私たちは互いに目配せをし、脳内でメッセージを読み上げる。



【お世話になっております。俺'sヒストリー運営事務局です。只今より、強制参加イベントを開催させて頂きます。エリア内に配置されたクランは10クラン。そしてプレイヤーを狩る為の敵として、ゾルダートを1000体、フェルトベーベルを300体、ゲシュペンストを100体配置させて頂きました。激戦が予想されますので頑張って生き残って下さいませ。】


「…ちょっと。ゲシュペンスト100体って多くないかしら?」


「ゾルダートにしてもフェルトベーベルにしても異常な数ですよね…状況によっては楓さんでも牡丹ちゃんでもやられかねないです。地形を把握し、きちんと活かさないとダメですねっ。」



【そして、こちらのエリアの”最終生存者数”は6名とさせて頂きます。】



「最終生存者数…?どういう事…?」


「クラン単位ではなく、人数単位って事でしょうか?」


「そうとしか思えないわよね。こういうパターンがこれからもあったら困るわよね。今回はタロウさんとみくちゃんがいないからいいけど、いたら私たちのクラン以外は殲滅しないといけなくなるわ。それに最終生存者数が5以下だったら誰か1人が死なないといけなくなる。」


「あっ…!」


そうだ。運営の鶴の一声でそれが可能になるのが俺'sヒストリーなんだ。

自分の心臓の鼓動が速くなるのがわかる。もしもそんな事になってしまったら…、そう思うだけで私の脳は働かなくなってしまう。
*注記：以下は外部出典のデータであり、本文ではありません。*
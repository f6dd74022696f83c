use nalgebra::{Matrix3, Matrix4, Quaternion, Rotation3, UnitQuaternion, Vector3};
use serde::{Deserialize, Serialize};

use super::screw;
use crate::ArmError;

/// Tolerance used when validating caller-supplied rotation matrices.
const ROTATION_TOLERANCE: f64 = 1e-6;

/// End-effector position plus roll/pitch/yaw in radians.
///
/// The rotation is `Rz(yaw) * Ry(pitch) * Rx(roll)`.
#[derive(Serialize, Deserialize, Debug, Clone, Copy, PartialEq)]
pub struct EulerPose {
    pub xyz: [f64; 3],
    pub rpy: [f64; 3],
}

/// End-effector position plus unit quaternion stored as `[x, y, z, w]`.
#[derive(Serialize, Deserialize, Debug, Clone, Copy, PartialEq)]
pub struct QuaternionPose {
    pub xyz: [f64; 3],
    pub xyzw: [f64; 4],
}

/// Cartesian end-effector pose held as a homogeneous transform.
///
/// Every encoding (matrix, Euler, quaternion) is derived from the same
/// matrix, and every constructor validates its input so the rotation block
/// is always a proper rotation.
#[derive(Debug, Clone, Copy, PartialEq)]
pub struct Pose {
    matrix: Matrix4<f64>,
}

impl Pose {
    pub fn identity() -> Self {
        Self { matrix: Matrix4::identity() }
    }

    /// Internal constructor for matrices produced by the kinematics itself.
    pub(crate) fn from_matrix_unchecked(matrix: Matrix4<f64>) -> Self {
        Self { matrix }
    }

    /// Accepts a 4×4 homogeneous transform.
    ///
    /// The rotation block must be orthonormal with determinant +1 and the
    /// bottom row must be `[0, 0, 0, 1]`.
    pub fn from_matrix(matrix: Matrix4<f64>) -> Result<Self, ArmError> {
        if matrix.iter().any(|v| !v.is_finite()) {
            return Err(ArmError::InvalidPose("matrix contains non-finite values".to_string()));
        }
        let bottom = matrix.fixed_view::<1, 4>(3, 0);
        let expected_bottom = nalgebra::RowVector4::new(0.0, 0.0, 0.0, 1.0);
        if (bottom - expected_bottom).abs().max() > ROTATION_TOLERANCE {
            return Err(ArmError::InvalidPose(format!(
                "bottom row must be [0, 0, 0, 1], got {}",
                bottom
            )));
        }
        let rotation = screw::rotation_of(&matrix);
        let orthogonality = (rotation.transpose() * rotation - Matrix3::identity()).abs().max();
        if orthogonality > ROTATION_TOLERANCE {
            return Err(ArmError::InvalidPose(format!(
                "rotation block is not orthonormal (deviation {:e})",
                orthogonality
            )));
        }
        if (rotation.determinant() - 1.0).abs() > ROTATION_TOLERANCE {
            return Err(ArmError::InvalidPose(
                "rotation block is a reflection (determinant is not +1)".to_string(),
            ));
        }
        Ok(Self { matrix })
    }

    /// Builds a pose from a row-major 4×4 array.
    pub fn from_rows(rows: [[f64; 4]; 4]) -> Result<Self, ArmError> {
        Self::from_matrix(Matrix4::from_fn(|r, c| rows[r][c]))
    }

    /// Position plus roll/pitch/yaw in radians.
    pub fn from_euler(xyz: [f64; 3], rpy: [f64; 3]) -> Result<Self, ArmError> {
        if xyz.iter().chain(rpy.iter()).any(|v| !v.is_finite()) {
            return Err(ArmError::InvalidPose("Euler pose contains non-finite values".to_string()));
        }
        let rotation = Rotation3::from_euler_angles(rpy[0], rpy[1], rpy[2]);
        Ok(Self {
            matrix: screw::from_parts(rotation.matrix(), &Vector3::from(xyz)),
        })
    }

    /// Same as [`Pose::from_euler`] with roll/pitch/yaw in degrees.
    pub fn from_euler_degrees(xyz: [f64; 3], rpy_deg: [f64; 3]) -> Result<Self, ArmError> {
        Self::from_euler(xyz, rpy_deg.map(f64::to_radians))
    }

    /// Position plus quaternion `[x, y, z, w]`. The quaternion is normalised;
    /// a zero quaternion is rejected.
    pub fn from_quaternion(xyz: [f64; 3], xyzw: [f64; 4]) -> Result<Self, ArmError> {
        if xyz.iter().chain(xyzw.iter()).any(|v| !v.is_finite()) {
            return Err(ArmError::InvalidPose(
                "quaternion pose contains non-finite values".to_string(),
            ));
        }
        let raw = Quaternion::new(xyzw[3], xyzw[0], xyzw[1], xyzw[2]);
        let unit = UnitQuaternion::try_new(raw, 1e-9).ok_or_else(|| {
            ArmError::InvalidPose("quaternion has zero norm".to_string())
        })?;
        let rotation = unit.to_rotation_matrix();
        Ok(Self {
            matrix: screw::from_parts(rotation.matrix(), &Vector3::from(xyz)),
        })
    }

    pub fn matrix(&self) -> &Matrix4<f64> {
        &self.matrix
    }

    /// Row-major copy of the homogeneous transform.
    pub fn to_rows(&self) -> [[f64; 4]; 4] {
        let mut rows = [[0.0; 4]; 4];
        for (r, row) in rows.iter_mut().enumerate() {
            for (c, value) in row.iter_mut().enumerate() {
                *value = self.matrix[(r, c)];
            }
        }
        rows
    }

    pub fn position(&self) -> [f64; 3] {
        screw::translation_of(&self.matrix).into()
    }

    pub fn rotation(&self) -> Rotation3<f64> {
        Rotation3::from_matrix_unchecked(screw::rotation_of(&self.matrix))
    }

    pub fn to_euler(&self) -> EulerPose {
        let (roll, pitch, yaw) = self.rotation().euler_angles();
        EulerPose {
            xyz: self.position(),
            rpy: [roll, pitch, yaw],
        }
    }

    pub fn to_quaternion(&self) -> QuaternionPose {
        let q = UnitQuaternion::from_rotation_matrix(&self.rotation());
        QuaternionPose {
            xyz: self.position(),
            xyzw: [q.i, q.j, q.k, q.w],
        }
    }

    /// Translation distance and rotation angle between two poses.
    pub fn distance_to(&self, other: &Pose) -> (f64, f64) {
        let translation = (screw::translation_of(&self.matrix)
            - screw::translation_of(&other.matrix))
        .norm();
        let r = self.rotation().rotation_to(&other.rotation()).into_inner();
        // atan2(2 sin θ, 2 cos θ)
        let sin2 = Vector3::new(r[(2, 1)] - r[(1, 2)], r[(0, 2)] - r[(2, 0)], r[(1, 0)] - r[(0, 1)]).norm();
        let cos2 = r.trace() - 1.0;
        (translation, sin2.atan2(cos2))
    }
}

impl TryFrom<EulerPose> for Pose {
    type Error = ArmError;

    fn try_from(pose: EulerPose) -> Result<Self, ArmError> {
        Pose::from_euler(pose.xyz, pose.rpy)
    }
}

impl TryFrom<QuaternionPose> for Pose {
    type Error = ArmError;

    fn try_from(pose: QuaternionPose) -> Result<Self, ArmError> {
        Pose::from_quaternion(pose.xyz, pose.xyzw)
    }
}

impl TryFrom<Matrix4<f64>> for Pose {
    type Error = ArmError;

    fn try_from(matrix: Matrix4<f64>) -> Result<Self, ArmError> {
        Pose::from_matrix(matrix)
    }
}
【断っておきますが、最終生存者数が所属クランのメンバー以下になる事はございません。】



私と楓さんがその言葉に苛立ちを覚える。


「流石にイラっとしたわね。」


「本当ですね。こっちの気持ちも知らないで嘲笑っているかのように言うのがムカムカしますっ。」


それでも最悪の事態にはならないってわかっただけで安心した。



【最後に、この孤島(獄)エリアに配置された方々は運が良いです。こちらはレアエリアとなっております。エリアボスはおりませんが、最優秀プレイヤー1名に”特殊装備”を進呈致します。】



「”特殊装備”!?楓さんっ!?」


「これは何としても手に入れたいわね。」



【但し、ボスがいない代わりに何体かのゲシュペンストが特別な能力を持っておりますのでご注意下さい。それでは皆様のご活躍を心よりお祈り申し上げます。】




「特別な能力…嫌な予感しかしませんね…」


「そうね。状況によってはそのゲシュペンストを相手にするのはやめた方がいいかもしれないわね。倒すのが条件では無いのなら無理する必要は無いわ。牡丹ちゃんがフリーデンを使える時なら試してもいいけど今回は使えない。それなら生き残る事を第一に考えるべきよ。」


「そうですねっ。ヘンカーみたいにスキル封じをされたりしたらどうしようも無くなりますもんねっ。」


「私たちがやる事は、なるべく多くの敵とクランを倒す事。それで最優秀プレイヤーとなって”特殊装備”を手に入れるわ。他の連中に取られたらたまったもんじゃ無いもの。」


「はいっ!」


よしっ。がんばるのよ美波。タロウさんが留守の間を守る。それこそがまさに正妻力っ!!


ーーまた自称正妻の妄想が始まったようだ。



『あまり油断はするなよ、ミナミ、カエデ。』


私たちが話しているとどこからともなくノートゥングが現れる。


「ノートゥング!もうっ!また勝手に出てるんだからっ!」


『ククク、それが妾にーー』

「ーーはいはい。」


またいつものドヤ顔が始まるから私がそれをいつも通りあしらう。


「油断するなっていうのはどういう事かしら?」


楓さんがノートゥングに尋ねる。


『どうにも嫌な”氣”を感じる。禍々しいような…なんとも言えん感じだ。それが特別な能力を持つゲシュペンストなのかもしれん。』


「ノートゥングがそう思うってぐらいならやっぱり危険ですよね…」


「そうね。極力戦闘は避けましょう。それ以外は撃破って事で。」


「はいっ!」


「まずは工場内のーー」


ーーその時だった。工場から金属が擦れるような音が聞こえる。それも一つでは無い。工場内の至る所からそれが聞こえる。


「…楓さん。」


「…早速お出ましって所かしら。」


ーー美波と楓が腰に差すゼーゲンを鞘から引き抜き戦闘態勢に入る。


「今の時間は朝の9時。まだまだ1日が長いわね。スキルは無しで行くわよ。」


「わかりましたっ!」



ーー慎太郎とみくのいないイベントが幕を開ける。